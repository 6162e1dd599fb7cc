use clap::{Parser, Subcommand};
use std::path::PathBuf;

#[derive(Parser)]
#[command(name = "logshelf")]
#[command(about = "Redact and export Claude Code session logs", long_about = None)]
#[command(version)]
pub struct Cli {
    /// Config file (default: platform config dir)
    #[arg(long, global = true, env = "LOGSHELF_CONFIG")]
    pub config: Option<PathBuf>,

    #[command(subcommand)]
    pub command: Commands,
}

#[derive(Subcommand)]
pub enum Commands {
    /// Redact a single JSONL file
    Redact {
        /// Input file, or "-" for stdin
        input: PathBuf,

        /// Output file (default: stdout)
        #[arg(short, long)]
        output: Option<PathBuf>,

        /// Copy the input unchanged
        #[arg(long)]
        no_redact: bool,

        /// Print every match to stderr, unredacted
        #[arg(long)]
        debug: bool,

        /// Print stats as JSON
        #[arg(long)]
        json: bool,
    },

    /// Dry run: redact every session log and report what would change
    Scan {
        /// Projects root (default from config)
        #[arg(long)]
        root: Option<PathBuf>,

        #[arg(long)]
        json: bool,

        /// Print every match to stderr, unredacted
        #[arg(long)]
        debug: bool,
    },

    /// Write redacted copies of every session log under a directory
    Export {
        /// Destination directory
        #[arg(long)]
        dest: PathBuf,

        /// Projects root (default from config)
        #[arg(long)]
        root: Option<PathBuf>,

        /// Key prefix (default from config)
        #[arg(long)]
        prefix: Option<String>,

        /// Copy files unchanged
        #[arg(long)]
        no_redact: bool,

        /// Print every match to stderr, unredacted
        #[arg(long)]
        debug: bool,
    },

    /// List redaction patterns in match order
    Patterns {
        #[arg(long)]
        json: bool,
    },
}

● ● ●

_PROMPT_.
The records above are to be output in full and without error.

_TASK RESPONSE_.
repository 6162e1dd599fb7cc
use clap::{Parser, Subcommand};
use std::path::PathBuf;

#[derive(Parser)]
#[command(name = "logshelf")]
#[command(about = "Redact and export Claude Code session logs", long_about = None)]
#[command(version)]
pub struct Cli {
    /// Config file (default: platform config dir)
    #[arg(long, global = true, env = "LOGSHELF_CONFIG")]
    pub config: Option<PathBuf>,

    #[command(subcommand)]
    pub command: Commands,
}

#[derive(Subcommand)]
pub enum Commands {
    /// Redact a single JSONL file
    Redact {
        /// Input file, or "-" for stdin
        input: PathBuf,

        /// Output file (default: stdout)
        #[arg(short, long)]
        output: Option<PathBuf>,

        /// Copy the input unchanged
        #[arg(long)]
        no_redact: bool,

        /// Print every match to stderr, unredacted
        #[arg(long)]
        debug: bool,

        /// Print stats as JSON
        #[arg(long)]
        json: bool,
    },

    /// Dry run: redact every session log and report what would change
    Scan {
        /// Projects root (default from config)
        #[arg(long)]
        root: Option<PathBuf>,

        #[arg(long)]
        json: bool,

        /// Print every match to stderr, unredacted
        #[arg(long)]
        debug: bool,
    },

    /// Write redacted copies of every session log under a directory
    Export {
        /// Destination directory
        #[arg(long)]
        dest: PathBuf,

        /// Projects root (default from config)
        #[arg(long)]
        root: Option<PathBuf>,

        /// Key prefix (default from config)
        #[arg(long)]
        prefix: Option<String>,

        /// Copy files unchanged
        #[arg(long)]
        no_redact: bool,

        /// Print every match to stderr, unredacted
        #[arg(long)]
        debug: bool,
    },

    /// List redaction patterns in match order
    Patterns {
        #[arg(long)]
        json: bool,
    },
}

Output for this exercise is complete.